Catalystic conversion - part 5

autarch on 2007-09-01T04:15:07

So I've been hacking away happily with Catalyst on my VegGuide.Org 3.0 project for quite some time, and I'm still liking Catalyst, which is a good thing ;)

When I first started this project, I also looked at Jifty. It looked neat, but ...

Jifty, like Rails, is opinionated software. It has opinions about what ORM you should use, as well as what templating system you should use. It's ORM has opinions about your schema design, much like Rails (ugh, id is the worst column name evah!).

There's nothing wrong with opinionated software. I'm certainly opinionated myself. The problem with opinionated software is that it's really only appropriate for writing an app from scratch.

The main focus of my VegGuide 3.0 project is to completely revamp the UI of the site, and improve the user experience. I'm also aiming to make the system as RESTful as possible. Along the way, I'm slipping in some features like Google Maps integration, but mostly it's about UI & REST.

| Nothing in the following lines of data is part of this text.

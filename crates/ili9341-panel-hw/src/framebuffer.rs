//! Native-orientation RGB565 pixel store for the emulated controller.

use crate::{Rgb565, PANEL_HEIGHT, PANEL_WIDTH};

/// Total pixel count for the panel.
pub const PIXEL_COUNT: usize = PANEL_WIDTH as usize * PANEL_HEIGHT as usize;

/// Graphics RAM of a 240x320 panel, row-major in native (portrait)
/// coordinates.
#[derive(Clone)]
pub struct Framebuffer {
    data: Vec<u16>,
}

impl Default for Framebuffer {
    fn default() -> Self {
        Self::new()
    }
}

impl std::fmt::Debug for Framebuffer {
    fn fmt(&self, f: &mut std::fmt::Formatter<'_>) -> std::fmt::Result {
        f.debug_struct("Framebuffer")
            .field("width", &PANEL_WIDTH)
            .field("height", &PANEL_HEIGHT)
            .finish_non_exhaustive()
    }
}

impl Framebuffer {
    /// Creates a framebuffer initialized to black.
    pub fn new() -> Self {
        Self {
            data: vec![0; PIXEL_COUNT],
        }
    }

    pub fn width(&self) -> u16 {
        PANEL_WIDTH
    }

    pub fn height(&self) -> u16 {
        PANEL_HEIGHT
    }

    /// Raw RGB565 words, row-major.
    pub fn data(&self) -> &[u16] {
        &self.data
    }

    /// Fills every pixel with `color`.
    pub fn clear(&mut self, color: Rgb565) {
        self.data.fill(color.raw());
    }

    /// Sets a pixel; coordinates outside the panel are ignored.
    pub fn set_pixel(&mut self, x: u16, y: u16, color: Rgb565) {
        if let Some(idx) = self.index(x, y) {
            self.data[idx] = color.raw();
        }
    }

    pub fn get_pixel(&self, x: u16, y: u16) -> Option<Rgb565> {
        self.index(x, y).map(|idx| Rgb565::from_wire(self.data[idx]))
    }

    /// Counts pixels equal to `color`.
    pub fn count(&self, color: Rgb565) -> usize {
        self.data.iter().filter(|&&px| px == color.raw()).count()
    }

    /// Converts to RGBA8 bytes for PNG encoding.
    pub fn to_rgba8(&self) -> Vec<u8> {
        let mut rgba = Vec::with_capacity(self.data.len() * 4);
        for &word in &self.data {
            let (r, g, b) = Rgb565::from_wire(word).to_rgb888();
            rgba.extend_from_slice(&[r, g, b, 255]);
        }
        rgba
    }

    fn index(&self, x: u16, y: u16) -> Option<usize> {
        if x < PANEL_WIDTH && y < PANEL_HEIGHT {
            Some(y as usize * PANEL_WIDTH as usize + x as usize)
        } else {
            None
        }
    }
}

The existing VegGuide code uses Alzabo as its ORM. I like Alzabo, since it mostly does exactly what I want, though I'm not sure I'd recommend it to others for new projects these days. Nonetheless, I don't want to switch to another ORM as part of this project.

All this gets back to the opinionated software thing. I could've tried to integrate my Alzabo-using classes with Jifty, but it would've been a huge (perhaps monumental) amount of work. Catalyst, OTOH, has very few expectations. In fact, the core Catalyst code has no expectations of a model, you don't even have to have one!

This has made revamping the controller and view (UI) pieces of my app much easier, because I can reuse my existing model code without any changes to accomodate my framework. In a few cases, I've had to make some custom bridge code to make plugins (Session, Authz, etc) work with my model, but this has really been trivial to implement.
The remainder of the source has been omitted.